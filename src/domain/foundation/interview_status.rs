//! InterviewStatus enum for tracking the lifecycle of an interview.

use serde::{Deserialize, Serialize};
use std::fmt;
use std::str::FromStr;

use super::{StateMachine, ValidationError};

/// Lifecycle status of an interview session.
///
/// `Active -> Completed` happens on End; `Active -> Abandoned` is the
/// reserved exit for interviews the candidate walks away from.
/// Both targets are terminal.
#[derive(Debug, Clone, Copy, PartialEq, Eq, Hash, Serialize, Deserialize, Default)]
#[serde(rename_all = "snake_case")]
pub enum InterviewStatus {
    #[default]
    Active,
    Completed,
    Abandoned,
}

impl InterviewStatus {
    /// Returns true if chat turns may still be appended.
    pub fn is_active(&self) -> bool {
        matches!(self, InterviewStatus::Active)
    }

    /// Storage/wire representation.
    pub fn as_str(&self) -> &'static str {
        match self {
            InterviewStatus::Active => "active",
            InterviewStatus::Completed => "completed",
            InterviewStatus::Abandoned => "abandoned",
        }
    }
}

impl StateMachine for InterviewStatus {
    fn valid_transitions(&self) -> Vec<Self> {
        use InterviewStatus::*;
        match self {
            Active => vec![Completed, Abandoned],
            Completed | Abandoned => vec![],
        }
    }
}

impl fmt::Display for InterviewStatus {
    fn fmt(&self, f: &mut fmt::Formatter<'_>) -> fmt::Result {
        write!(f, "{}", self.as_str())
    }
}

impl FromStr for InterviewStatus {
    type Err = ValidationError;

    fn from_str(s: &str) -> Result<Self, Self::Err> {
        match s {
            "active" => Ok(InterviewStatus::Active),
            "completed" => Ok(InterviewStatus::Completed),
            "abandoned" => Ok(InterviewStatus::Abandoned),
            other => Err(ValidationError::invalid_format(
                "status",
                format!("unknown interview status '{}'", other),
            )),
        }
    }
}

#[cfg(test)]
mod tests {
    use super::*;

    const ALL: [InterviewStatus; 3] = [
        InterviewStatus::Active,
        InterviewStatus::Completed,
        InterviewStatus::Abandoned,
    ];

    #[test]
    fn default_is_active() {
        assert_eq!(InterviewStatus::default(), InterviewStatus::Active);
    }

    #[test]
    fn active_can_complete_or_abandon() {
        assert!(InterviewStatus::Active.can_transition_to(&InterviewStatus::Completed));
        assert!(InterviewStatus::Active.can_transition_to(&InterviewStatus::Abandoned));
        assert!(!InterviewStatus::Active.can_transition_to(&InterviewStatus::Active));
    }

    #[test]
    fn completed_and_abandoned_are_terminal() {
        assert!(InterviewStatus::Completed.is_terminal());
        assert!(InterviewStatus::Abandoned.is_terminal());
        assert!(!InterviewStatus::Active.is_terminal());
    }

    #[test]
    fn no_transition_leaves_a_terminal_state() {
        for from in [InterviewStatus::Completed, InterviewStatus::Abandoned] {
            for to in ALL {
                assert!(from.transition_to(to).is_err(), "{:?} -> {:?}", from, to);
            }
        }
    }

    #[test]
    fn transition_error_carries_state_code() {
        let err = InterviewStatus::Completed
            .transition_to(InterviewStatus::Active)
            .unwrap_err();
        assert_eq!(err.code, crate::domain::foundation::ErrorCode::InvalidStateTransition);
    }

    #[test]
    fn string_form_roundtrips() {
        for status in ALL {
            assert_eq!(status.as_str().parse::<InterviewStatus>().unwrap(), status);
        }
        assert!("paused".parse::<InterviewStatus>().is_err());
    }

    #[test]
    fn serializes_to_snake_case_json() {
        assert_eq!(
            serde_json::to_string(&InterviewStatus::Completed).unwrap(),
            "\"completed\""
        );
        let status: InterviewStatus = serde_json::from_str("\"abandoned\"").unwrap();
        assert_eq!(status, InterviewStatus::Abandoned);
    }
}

> **Assignment**
Take every line from the data that contains the word "super".

> **Expected answer**
use super::{StateMachine, ValidationError};
    use super::*;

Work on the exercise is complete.